Ministry of Education forced to review decree that limits the number of researchers who can travel to events after outcry

February 11, 2020
Source: Getty

Researchers in Brazil have expressed anger at an “unbelievable” government decree that limits the number of academics who may attend an international conference to just one per institution.

The order, announced by Brazil’s Ministry of Education, states that only one professor, researcher or other employee from a federal institution is allowed to attend an international academic event. For scholarly gatherings in Brazil, two representatives from each university or research institute may attend.

The document says the number of participants permitted may be increased “on exceptional basis and when there is a duly justified need”, which would be decided by the ministry.

For Brazilian researchers, the decree was further evidence of Jair Bolsonaro’s attacks on higher education, especially federal institutions, which have faced large funding cuts since he was elected president in January 2019.

The decree even limits trips to overseas scientific events in cases when a researcher covers the cost from their own pocket or from an international funding source.

Adriana Marotti de Mello, professor of business at the University of São Paulo, said the move was “a clear attempt to curtail academics’ freedom of speech and research”.

Attending conferences is vital because such events “are a fundamental part of scientific development”, she said. “Science is made with the exchange of ideas [and] knowledge.
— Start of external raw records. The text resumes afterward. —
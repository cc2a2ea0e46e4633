// Copyright 2025 eraflo
//
// Licensed under the Apache License, Version 2.0 (the "License");
// you may not use this file except in compliance with the License.
// You may obtain a copy of the License at
//
//     http://www.apache.org/licenses/LICENSE-2.0
//
// Unless required by applicable law or agreed to in writing, software
// distributed under the License is distributed on an "AS IS" BASIS,
// WITHOUT WARRANTIES OR CONDITIONS OF ANY KIND, either express or implied.
// See the License for the specific language governing permissions and
// limitations under the License.

//! # Waterlily Assets
//!
//! Typed asset files for the Waterlily renderer: where they live on disk, how
//! they are read and written, and how shader sources become SPIR-V.
//!
//! The key components are:
//! - [`FileType`]: the type registry mapping each logical type to a root,
//!   subdirectory and suffix.
//! - [`synthesize`]: deterministic, length-checked path construction.
//! - [`AssetFile`]: an OS file handle with an explicit open/close lifecycle.
//! - [`execute`]: synchronous spawn-and-wait of external tools.
//! - [`compile_shader`]: GLSL to SPIR-V through an external compiler.
//!
//! ```no_run
//! use waterlily_assets::{compile_shader, AssetConfig, AssetFile, FileType, Permissions};
//!
//! # fn main() -> waterlily_assets::Result<()> {
//! let config = AssetConfig::load("Assets.toml")?.install()?;
//!
//! let source = AssetFile::new("triangle", FileType::ShaderVertexSource);
//! let mut binary = compile_shader(config, &source)?;
//!
//! binary.open(config, Permissions::Read)?;
//! let spirv = binary.load()?;
//! binary.close()?;
//! # let _ = spirv;
//! # Ok(())
//! # }
//! ```

#![warn(missing_docs)]

pub mod config;
pub mod error;
pub mod file;
pub mod file_type;
pub mod path;
pub mod process;
pub mod shader;

pub use config::AssetConfig;
pub use error::{AssetError, Result};
pub use file::{read_asset, write_asset, AssetFile, Permissions};
pub use file_type::{FileType, FileTypeDescriptor, RootKind, ShaderStage};
pub use path::{synthesize, truncate_to_bound, ResolvedPath};
pub use process::{execute, is_executable};
pub use shader::{compile_shader, compiler_arguments};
Those people currently running the ministry have no idea about how science works.”

Although the autonomy of federal universities is guaranteed by constitutional law, Mr Bolsonaro’s government has regularly attacked their independence, Professor Marotti de Mello said. For example, the Ministry of Education has “repeatedly tried to influence and change the way federal universities elect their deans and presidents”.

Since the limit on conference attendance was announced, the Brazilian Academy of Sciences, the Brazilian Society for the Progress of Science and other scientific bodies have written to the ministry to urge it to retract the decision. The restriction “poses an imminent risk for bilateral missions and major international collaborations, in which Brazilian participation has been very prominent”, their letter says.

In light of the reaction from the academic community, the ministry said it would consider revising the document, which will be “analysed for possible modifications, in response to the request of researchers, professors and deans of the university and federal institutes”, the ministry said.

Leonardo Ferreira, a postdoctoral researcher at Brazil’s National Institute for Space Research, said recent government actions, including the appointment of a creationist to lead the agency that regulates postgraduate degrees, indicated that there was a “clear movement to undermine public universities and research institutes in Brazil that are mostly composed of critics of the current president”.

Jefferson Cardia Simões, professor of glaciology and polar geography at the Federal University of Rio Grande do Sul, questioned the objectives of such a measure in the first place. “Are they trying to limit contacts with the outside world and the formation of international networks?” he asked.

The move was an “aggressive action against the spread of knowledge and international cooperation and scientific diplomacy”, he said.